▶ Try it: Please retype each record exactly as it stands below.

▶ Task input:
"""

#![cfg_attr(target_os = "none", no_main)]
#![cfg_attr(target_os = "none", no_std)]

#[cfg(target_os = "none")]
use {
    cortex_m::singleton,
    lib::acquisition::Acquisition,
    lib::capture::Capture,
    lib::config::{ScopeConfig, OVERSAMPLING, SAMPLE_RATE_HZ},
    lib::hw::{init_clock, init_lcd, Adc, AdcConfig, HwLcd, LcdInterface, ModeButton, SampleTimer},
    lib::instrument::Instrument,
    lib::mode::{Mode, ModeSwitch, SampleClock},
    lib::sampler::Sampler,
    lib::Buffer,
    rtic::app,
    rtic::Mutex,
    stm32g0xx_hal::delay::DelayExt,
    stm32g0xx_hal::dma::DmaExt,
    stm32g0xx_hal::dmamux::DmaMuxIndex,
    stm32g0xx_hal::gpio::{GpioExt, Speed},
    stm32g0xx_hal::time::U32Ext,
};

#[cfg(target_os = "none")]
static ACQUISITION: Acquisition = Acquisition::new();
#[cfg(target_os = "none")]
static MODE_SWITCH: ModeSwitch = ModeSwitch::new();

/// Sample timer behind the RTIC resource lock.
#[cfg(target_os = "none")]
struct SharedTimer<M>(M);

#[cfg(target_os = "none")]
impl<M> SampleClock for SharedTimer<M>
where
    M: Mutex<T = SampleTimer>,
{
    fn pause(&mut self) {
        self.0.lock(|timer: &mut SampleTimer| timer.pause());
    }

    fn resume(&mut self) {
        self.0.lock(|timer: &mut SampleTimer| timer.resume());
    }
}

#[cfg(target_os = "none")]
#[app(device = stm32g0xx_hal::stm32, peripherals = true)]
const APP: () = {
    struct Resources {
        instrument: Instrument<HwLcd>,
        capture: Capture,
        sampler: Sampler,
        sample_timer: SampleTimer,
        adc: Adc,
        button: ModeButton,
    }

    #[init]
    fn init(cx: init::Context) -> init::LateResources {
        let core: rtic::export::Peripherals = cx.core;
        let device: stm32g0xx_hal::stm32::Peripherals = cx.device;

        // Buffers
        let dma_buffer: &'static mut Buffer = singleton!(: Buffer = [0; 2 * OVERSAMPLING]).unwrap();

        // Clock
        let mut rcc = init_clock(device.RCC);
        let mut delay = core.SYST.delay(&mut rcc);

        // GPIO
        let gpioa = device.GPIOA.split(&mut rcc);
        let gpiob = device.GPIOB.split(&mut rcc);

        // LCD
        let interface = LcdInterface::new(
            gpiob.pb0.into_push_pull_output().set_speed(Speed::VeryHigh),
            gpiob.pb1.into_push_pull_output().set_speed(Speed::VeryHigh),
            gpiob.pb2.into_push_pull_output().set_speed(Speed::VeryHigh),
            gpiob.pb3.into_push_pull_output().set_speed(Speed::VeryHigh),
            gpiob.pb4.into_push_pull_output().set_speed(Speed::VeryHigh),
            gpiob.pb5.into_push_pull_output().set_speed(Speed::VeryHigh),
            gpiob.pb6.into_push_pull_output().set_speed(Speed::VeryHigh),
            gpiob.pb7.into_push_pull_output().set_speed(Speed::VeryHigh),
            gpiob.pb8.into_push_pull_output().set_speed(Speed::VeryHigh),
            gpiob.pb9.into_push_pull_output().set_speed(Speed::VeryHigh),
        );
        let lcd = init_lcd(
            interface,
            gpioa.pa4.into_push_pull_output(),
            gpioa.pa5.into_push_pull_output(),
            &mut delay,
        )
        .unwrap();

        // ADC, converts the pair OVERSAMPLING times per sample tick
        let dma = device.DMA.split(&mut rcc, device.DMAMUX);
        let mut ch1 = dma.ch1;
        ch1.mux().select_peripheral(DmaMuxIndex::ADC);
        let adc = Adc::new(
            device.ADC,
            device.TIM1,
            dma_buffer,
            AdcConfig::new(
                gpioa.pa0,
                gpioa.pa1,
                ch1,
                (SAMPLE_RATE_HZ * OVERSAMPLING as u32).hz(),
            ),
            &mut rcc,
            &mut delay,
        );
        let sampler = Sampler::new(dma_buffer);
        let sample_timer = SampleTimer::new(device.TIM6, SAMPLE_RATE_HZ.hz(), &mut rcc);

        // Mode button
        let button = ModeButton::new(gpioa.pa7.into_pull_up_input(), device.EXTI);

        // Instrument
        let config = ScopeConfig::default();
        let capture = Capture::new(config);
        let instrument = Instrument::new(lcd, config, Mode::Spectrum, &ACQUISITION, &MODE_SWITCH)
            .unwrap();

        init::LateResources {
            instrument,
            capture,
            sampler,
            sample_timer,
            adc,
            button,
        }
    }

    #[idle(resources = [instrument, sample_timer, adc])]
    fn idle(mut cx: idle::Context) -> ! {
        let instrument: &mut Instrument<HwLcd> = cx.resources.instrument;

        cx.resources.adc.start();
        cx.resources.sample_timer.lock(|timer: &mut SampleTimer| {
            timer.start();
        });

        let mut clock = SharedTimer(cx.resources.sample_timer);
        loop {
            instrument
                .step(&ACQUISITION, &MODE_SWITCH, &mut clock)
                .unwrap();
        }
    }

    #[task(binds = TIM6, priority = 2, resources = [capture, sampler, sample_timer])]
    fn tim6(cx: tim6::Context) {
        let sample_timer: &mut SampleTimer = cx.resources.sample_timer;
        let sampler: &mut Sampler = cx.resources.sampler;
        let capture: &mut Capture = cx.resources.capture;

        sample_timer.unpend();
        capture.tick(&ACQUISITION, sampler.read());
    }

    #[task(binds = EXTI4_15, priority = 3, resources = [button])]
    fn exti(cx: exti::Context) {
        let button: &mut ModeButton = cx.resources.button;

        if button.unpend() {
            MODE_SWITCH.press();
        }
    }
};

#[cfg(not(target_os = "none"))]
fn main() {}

"""

▶ Response to the exercise:
#![cfg_attr(target_os = "none", no_main)]
#![cfg_attr(target_os = "none", no_std)]

#[cfg(target_os = "none")]
use {
    cortex_m::singleton,
    lib::acquisition::Acquisition,
    lib::capture::Capture,
    lib::config::{ScopeConfig, OVERSAMPLING, SAMPLE_RATE_HZ},
    lib::hw::{init_clock, init_lcd, Adc, AdcConfig, HwLcd, LcdInterface, ModeButton, SampleTimer},
    lib::instrument::Instrument,
    lib::mode::{Mode, ModeSwitch, SampleClock},
    lib::sampler::Sampler,
    lib::Buffer,
    rtic::app,
    rtic::Mutex,
    stm32g0xx_hal::delay::DelayExt,
    stm32g0xx_hal::dma::DmaExt,
    stm32g0xx_hal::dmamux::DmaMuxIndex,
    stm32g0xx_hal::gpio::{GpioExt, Speed},
    stm32g0xx_hal::time::U32Ext,
};

#[cfg(target_os = "none")]
static ACQUISITION: Acquisition = Acquisition::new();
#[cfg(target_os = "none")]
static MODE_SWITCH: ModeSwitch = ModeSwitch::new();

/// Sample timer behind the RTIC resource lock.
#[cfg(target_os = "none")]
struct SharedTimer<M>(M);

#[cfg(target_os = "none")]
impl<M> SampleClock for SharedTimer<M>
where
    M: Mutex<T = SampleTimer>,
{
    fn pause(&mut self) {
        self.0.lock(|timer: &mut SampleTimer| timer.pause());
    }

    fn resume(&mut self) {
        self.0.lock(|timer: &mut SampleTimer| timer.resume());
    }
}

#[cfg(target_os = "none")]
#[app(device = stm32g0xx_hal::stm32, peripherals = true)]
const APP: () = {
    struct Resources {
        instrument: Instrument<HwLcd>,
        capture: Capture,
        sampler: Sampler,
        sample_timer: SampleTimer,
        adc: Adc,
        button: ModeButton,
    }

    #[init]
    fn init(cx: init::Context) -> init::LateResources {
        let core: rtic::export::Peripherals = cx.core;
        let device: stm32g0xx_hal::stm32::Peripherals = cx.device;

        // Buffers
        let dma_buffer: &'static mut Buffer = singleton!(: Buffer = [0; 2 * OVERSAMPLING]).unwrap();

        // Clock
        let mut rcc = init_clock(device.RCC);
        let mut delay = core.SYST.delay(&mut rcc);

        // GPIO
        let gpioa = device.GPIOA.split(&mut rcc);
        let gpiob = device.GPIOB.split(&mut rcc);

        // LCD
        let interface = LcdInterface::new(
            gpiob.pb0.into_push_pull_output().set_speed(Speed::VeryHigh),
            gpiob.pb1.into_push_pull_output().set_speed(Speed::VeryHigh),
            gpiob.pb2.into_push_pull_output().set_speed(Speed::VeryHigh),
            gpiob.pb3.into_push_pull_output().set_speed(Speed::VeryHigh),
            gpiob.pb4.into_push_pull_output().set_speed(Speed::VeryHigh),
            gpiob.pb5.into_push_pull_output().set_speed(Speed::VeryHigh),
            gpiob.pb6.into_push_pull_output().set_speed(Speed::VeryHigh),
            gpiob.pb7.into_push_pull_output().set_speed(Speed::VeryHigh),
            gpiob.pb8.into_push_pull_output().set_speed(Speed::VeryHigh),
            gpiob.pb9.into_push_pull_output().set_speed(Speed::VeryHigh),
        );
        let lcd = init_lcd(
            interface,
            gpioa.pa4.into_push_pull_output(),
            gpioa.pa5.into_push_pull_output(),
            &mut delay,
        )
        .unwrap();

        // ADC, converts the pair OVERSAMPLING times per sample tick
        let dma = device.DMA.split(&mut rcc, device.DMAMUX);
        let mut ch1 = dma.ch1;
        ch1.mux().select_peripheral(DmaMuxIndex::ADC);
        let adc = Adc::new(
            device.ADC,
            device.TIM1,
            dma_buffer,
            AdcConfig::new(
                gpioa.pa0,
                gpioa.pa1,
                ch1,
                (SAMPLE_RATE_HZ * OVERSAMPLING as u32).hz(),
            ),
            &mut rcc,
            &mut delay,
        );
        let sampler = Sampler::new(dma_buffer);
        let sample_timer = SampleTimer::new(device.TIM6, SAMPLE_RATE_HZ.hz(), &mut rcc);

        // Mode button
        let button = ModeButton::new(gpioa.pa7.into_pull_up_input(), device.EXTI);

        // Instrument
        let config = ScopeConfig::default();
        let capture = Capture::new(config);
        let instrument = Instrument::new(lcd, config, Mode::Spectrum, &ACQUISITION, &MODE_SWITCH)
            .unwrap();

        init::LateResources {
            instrument,
            capture,
            sampler,
            sample_timer,
            adc,
            button,
        }
    }

    #[idle(resources = [instrument, sample_timer, adc])]
    fn idle(mut cx: idle::Context) -> ! {
        let instrument: &mut Instrument<HwLcd> = cx.resources.instrument;

        cx.resources.adc.start();
        cx.resources.sample_timer.lock(|timer: &mut SampleTimer| {
            timer.start();
        });

        let mut clock = SharedTimer(cx.resources.sample_timer);
        loop {
            instrument
                .step(&ACQUISITION, &MODE_SWITCH, &mut clock)
                .unwrap();
        }
    }

    #[task(binds = TIM6, priority = 2, resources = [capture, sampler, sample_timer])]
    fn tim6(cx: tim6::Context) {
        let sample_timer: &mut SampleTimer = cx.resources.sample_timer;
        let sampler: &mut Sampler = cx.resources.sampler;
        let capture: &mut Capture = cx.resources.capture;

        sample_timer.unpend();
        capture.tick(&ACQUISITION, sampler.read());
    }

    #[task(binds = EXTI4_15, priority = 3, resources = [button])]
    fn exti(cx: exti::Context) {
        let button: &mut ModeButton = cx.resources.button;

        if button.unpend() {
            MODE_SWITCH.press();
        }
    }
};

#[cfg(not(target_os = "none"))]
fn main() {}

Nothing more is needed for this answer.